HTML5 sectioning elements, headings, and document outlines

A subject I have returned to a couple of times is how to use headings to make good document outlines in HTML documents. See Headings and document structure conclusions for a summary of my reasoning.

Recently I’ve been taking a closer look at how HTML5 changes the way we create document outlines. I’m not entirely sure that I have understood the specification fully (it isn’t written with “authors” like me in mind after all). If I have understood how it works, I think the new outline algorithm requires you to think carefully when using the new sectioning elements (article, section, nav, and aside) if you also want a coherent document outline without untitled sections.

The HTML 4.01 outline

To explain what I mean, let’s look at some examples. Here is a simplified HTML 4.01 markup structure of a typical “document/article” page:

<body>
	<div id="header">Site title etc.</div>
	<div id="nav">
		<ul>
			<li><a href="/">Nav item</a></li>
		</ul>
	</div>
	<div id="main">
		<h1>Article title</h1>
		<p>Article content.</p>
		<h2>Article sub-heading</h2>
		<p>More content.</p>
		<h3>Article sub-sub-heading</h3>
		<p>More content.</p>
	</div>
	<div id="content-secondary">
		<h2>Sidebar heading</h2>
		<h3>Sidebar sub-heading</h3>
	</div>
	<div id="footer">
		<h2>Footer heading</h2>
		<p>Footer content.</p>
	</div>
</body>

That creates the following document outline (you can use the Web Developer extension to check document outlines):

  1. Article title
    1. Article sub-heading
      1. Article sub-sub-heading
    2. Sidebar heading
      1. Sidebar sub-heading
    3. Footer heading

You could argue that the sidebar and footer headings don’t really belong in the outline for the Article title, but let’s leave that for another discussion. The point here is that we have a clear outline of the headings on this page, with the title of the article as the top level heading. We want to keep that when converting this markup structure to HTML5.

The HTML5 outline

So let’s take the HTML 4.01 structure and change it to make use of the sectioning elements in HTML5. Most tutorials and articles I’ve seen suggest something like this:

<body>
	<header>
		Site title etc.
		<nav>
			<ul>
				<li><a href="/">Nav item</a></li>
			</ul>
		</nav>
	</header>
	<article id="main">
		<h1>Article title</h1>
		<p>Article content.</p>
		<h2>Article sub-heading</h2>
		<p>More content.</p>
		<h3>Article sub-sub-heading</h3>
		<p>More content.</p>
	</article>
	<aside>
		<h2>Sidebar heading</h2>
		<h3>Sidebar sub-heading</h3>
	</aside>
	<footer>
		<h2>Footer heading</h2>
		<p>Footer content.</p>
	</footer>
</body>

For reasons of backwards compatibility I have not changed all headings to h1 elements as suggested in the HTML5 specification, instead keeping the same levels for all headings (using h1 everywhere has no effect in this case anyway). Because of this the document outline will be identical to that in the HTML 4.01 example in a user agent that doesn’t implement the HTML5 outline algorithm. However, if you use a tool such as the HTML5 outliner that does implement said algorithm you get this outline:

  1. Footer heading
    1. Untitled NAV
    2. Article title
      1. Article sub-heading
        1. Article sub-sub-heading
    3. Sidebar heading
      1. Sidebar sub-heading

Say what? How did the footer heading become the top-level heading for this page? And what’s with the “Untitled NAV”?

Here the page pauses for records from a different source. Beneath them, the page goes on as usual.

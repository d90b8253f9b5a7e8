//! PDF Reader Core Library
//!
//! Composition root of the reader: per-document viewer state, the render
//! pipeline joining cache, scheduler and backend, document lifecycle, and
//! configuration.

pub mod config;
pub mod context;
pub mod error;
pub mod pipeline;
pub mod telemetry;
pub mod viewer;

pub use config::ReaderConfig;
pub use context::{
    document_id_for, DiscardPositions, PageIndicator, PlanOutcome, ReaderContext,
    ReadingPosition, ReadingPositionSink,
};
pub use error::{ReaderError, ReaderResult};
pub use pipeline::{page_key, tile_key, PageDisplay, RenderPipeline, RequestState};
pub use telemetry::init_tracing;
pub use viewer::{
    next_zoom_in, next_zoom_out, SidebarPanel, Tool, ViewerState, ViewerStore, MAX_ZOOM,
    MIN_ZOOM, ZOOM_STEPS,
};
//! Render task scheduler
//!
//! Bounds the number of concurrent calls into the rendering backend and
//! starts the highest-priority pending work first. Cancellation is checked
//! when a task is dequeued; once work has been handed to the backend it runs
//! until it settles (or hits the task timeout).

use crate::cancel::CancellationToken;
use crate::config::SchedulerConfig;
use crate::error::{RenderError, RenderResult};
use crate::priority::{PendingQueue, Priority, TaskId};
use parking_lot::Mutex;
use std::any::Any;
use std::collections::HashMap;
use std::future::Future;
use std::pin::Pin;
use std::sync::Arc;
use std::task::{Context, Poll};
use std::time::Duration;
use tokio::sync::oneshot;
use tracing::{debug, trace};

type BoxFuture<T> = Pin<Box<dyn Future<Output = T> + Send>>;
type Delivery = Box<dyn FnOnce() + Send>;
type Waiters<T> = Arc<Mutex<Vec<oneshot::Sender<RenderResult<T>>>>>;

/// Scheduler statistics
#[derive(Debug, Clone, Default, PartialEq, Eq)]
pub struct SchedulerStats {
    /// Total enqueue calls, including ones that joined an existing task
    pub submitted: u64,

    /// Tasks handed to the backend
    pub started: u64,

    /// Tasks that produced a value
    pub completed: u64,

    /// Tasks whose work returned an error
    pub failed: u64,

    /// Tasks settled as aborted without producing a value
    pub aborted: u64,

    /// Tasks that exceeded the task timeout
    pub timed_out: u64,

    /// Enqueue calls collapsed into an existing task with the same key
    pub deduplicated: u64,

    /// Tasks currently queued
    pub queued: usize,

    /// Tasks currently running
    pub running: usize,
}

/// Handle to the eventual result of an enqueued task
///
/// Resolves to `Err(RenderError::Aborted)` if the task was cancelled before
/// dispatch, dropped by `clear`/`cancel_below_priority`, or panicked.
#[derive(Debug)]
pub struct TaskHandle<T> {
    rx: oneshot::Receiver<RenderResult<T>>,
}

impl<T> TaskHandle<T> {
    fn new(rx: oneshot::Receiver<RenderResult<T>>) -> Self {
        Self { rx }
    }

    fn settled(result: RenderResult<T>) -> Self {
        let (tx, rx) = oneshot::channel();
        let _ = tx.send(result);
        Self { rx }
    }
}

impl<T> Future for TaskHandle<T> {
    type Output = RenderResult<T>;

    fn poll(mut self: Pin<&mut Self>, cx: &mut Context<'_>) -> Poll<Self::Output> {
        match Pin::new(&mut self.rx).poll(cx) {
            Poll::Ready(Ok(result)) => Poll::Ready(result),
            Poll::Ready(Err(_)) => Poll::Ready(Err(RenderError::Aborted)),
            Poll::Pending => Poll::Pending,
        }
    }
}

enum Outcome {
    Completed,
    Failed,
    Aborted,
    TimedOut,
}

/// Type-erased unit of work sitting in the queue
trait Job: Send {
    /// Run the work and hand back a closure that delivers its result
    fn run(self: Box<Self>, timeout: Option<Duration>) -> BoxFuture<(Outcome, Delivery)>;

    /// Settle every waiter as aborted without running the work
    fn abort(self: Box<Self>);
}

struct Task<T, F> {
    work: F,
    waiters: Waiters<T>,
    deliver: fn(Vec<oneshot::Sender<RenderResult<T>>>, RenderResult<T>),
}

impl<T, F, Fut> Job for Task<T, F>
where
    T: Send + 'static,
    F: FnOnce() -> Fut + Send + 'static,
    Fut: Future<Output = RenderResult<T>> + Send + 'static,
{
    fn run(self: Box<Self>, timeout: Option<Duration>) -> BoxFuture<(Outcome, Delivery)> {
        let Task {
            work,
            waiters,
            deliver,
        } = *self;

        Box::pin(async move {
            let result = match timeout {
                Some(limit) => match tokio::time::timeout(limit, work()).await {
                    Ok(result) => result,
                    Err(_) => Err(RenderError::TimedOut(limit)),
                },
                None => work().await,
            };

            let outcome = match &result {
                Ok(_) => Outcome::Completed,
                Err(RenderError::Aborted) => Outcome::Aborted,
                Err(RenderError::TimedOut(_)) => Outcome::TimedOut,
                Err(RenderError::Backend(_)) => Outcome::Failed,
            };

            let delivery: Delivery = Box::new(move || {
                let senders = std::mem::take(&mut *waiters.lock());
                deliver(senders, result);
            });
            (outcome, delivery)
        })
    }

    fn abort(self: Box<Self>) {
        let senders = std::mem::take(&mut *self.waiters.lock());
        for sender in senders {
            let _ = sender.send(Err(RenderError::Aborted));
        }
    }
}

fn deliver_one<T>(senders: Vec<oneshot::Sender<RenderResult<T>>>, result: RenderResult<T>) {
    if let Some(sender) = senders.into_iter().next() {
        let _ = sender.send(result);
    }
}

fn deliver_all<T: Clone>(
    mut senders: Vec<oneshot::Sender<RenderResult<T>>>,
    result: RenderResult<T>,
) {
    let Some(last) = senders.pop() else {
        return;
    };
    for sender in senders {
        let _ = sender.send(result.clone());
    }
    let _ = last.send(result);
}

struct Queued {
    tokens: Vec<CancellationToken>,
    key: Option<String>,
    job: Box<dyn Job>,
}

struct KeyedTask {
    id: TaskId,
    // Waiters<T> for the task's result type
    waiters: Box<dyn Any + Send>,
}

struct SchedulerState {
    queue: PendingQueue<Queued>,
    running: usize,
    next_id: TaskId,
    keyed: HashMap<String, KeyedTask>,
    stats: SchedulerStats,
}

The footer is now the header?

First the footer. The footer element is not sectioning content, i.e. it does not create a new section. This leaves <h2>Footer heading</h2> as the only heading in the context of the body element’s section. Since the body element is the document’s sectioning root the outline algorithm makes it the top level heading, despite it being the last heading in the document and an h2.

This took me a while to wrap my head around, so it felt quite unintuitive to me.

So how can we work around this, then? To prevent the footer’s heading from becoming the page heading we can wrap the footer element’s contents in a section element:

<footer>
	<section>
		<h2>Footer heading</h2>
		<p>Footer content.</p>
	</section>
</footer>

This really feels like a hack, but it does move the footer heading to its expected position in the document outline. The problem is that it leaves the body element without a heading, so now the outline looks like this:

  1. Untitled BODY
    1. Untitled NAV
    2. Article title
      1. Article sub-heading
        1. Article sub-sub-heading
    3. Sidebar heading
      1. Sidebar sub-heading
    4. Footer heading

nav sectioning

Now we have two untitled sections. The nav element is untitled since it is a sectioning element, and so the outline algorithm creates a new section for it. Since there is no heading in the nav element, it becomes “Untitled NAV”.

I don’t see why nav should be a sectioning element. It doesn’t seem right. Sure, navigation lists can often benefit from having a heading to label them, but since nav is a sectioning element you have to put a heading inside each nav element to avoid ugly and possibly confusing untitled sections in your outline. So let’s do that:

<nav>
	<h2>Main navigation</h2>
	<ul>
		<li><a href="/">Nav item</a></li>
	</ul>
</nav>

Avoiding “Untitled BODY”

To avoid making the body element an untitled section, you need a heading that is outside of any sectioning elements. The problem with this is that it prevents you from putting the actual content of a document inside an article element and at the same time have its heading be the document’s top level heading.

Because of this the article element only seems useful when you have multiple articles on a single page sharing a common top level heading. Examples of this can be a home page or a blog’s archive pages. But it doesn’t seem to make sense on pages displaying a single article, such as this page.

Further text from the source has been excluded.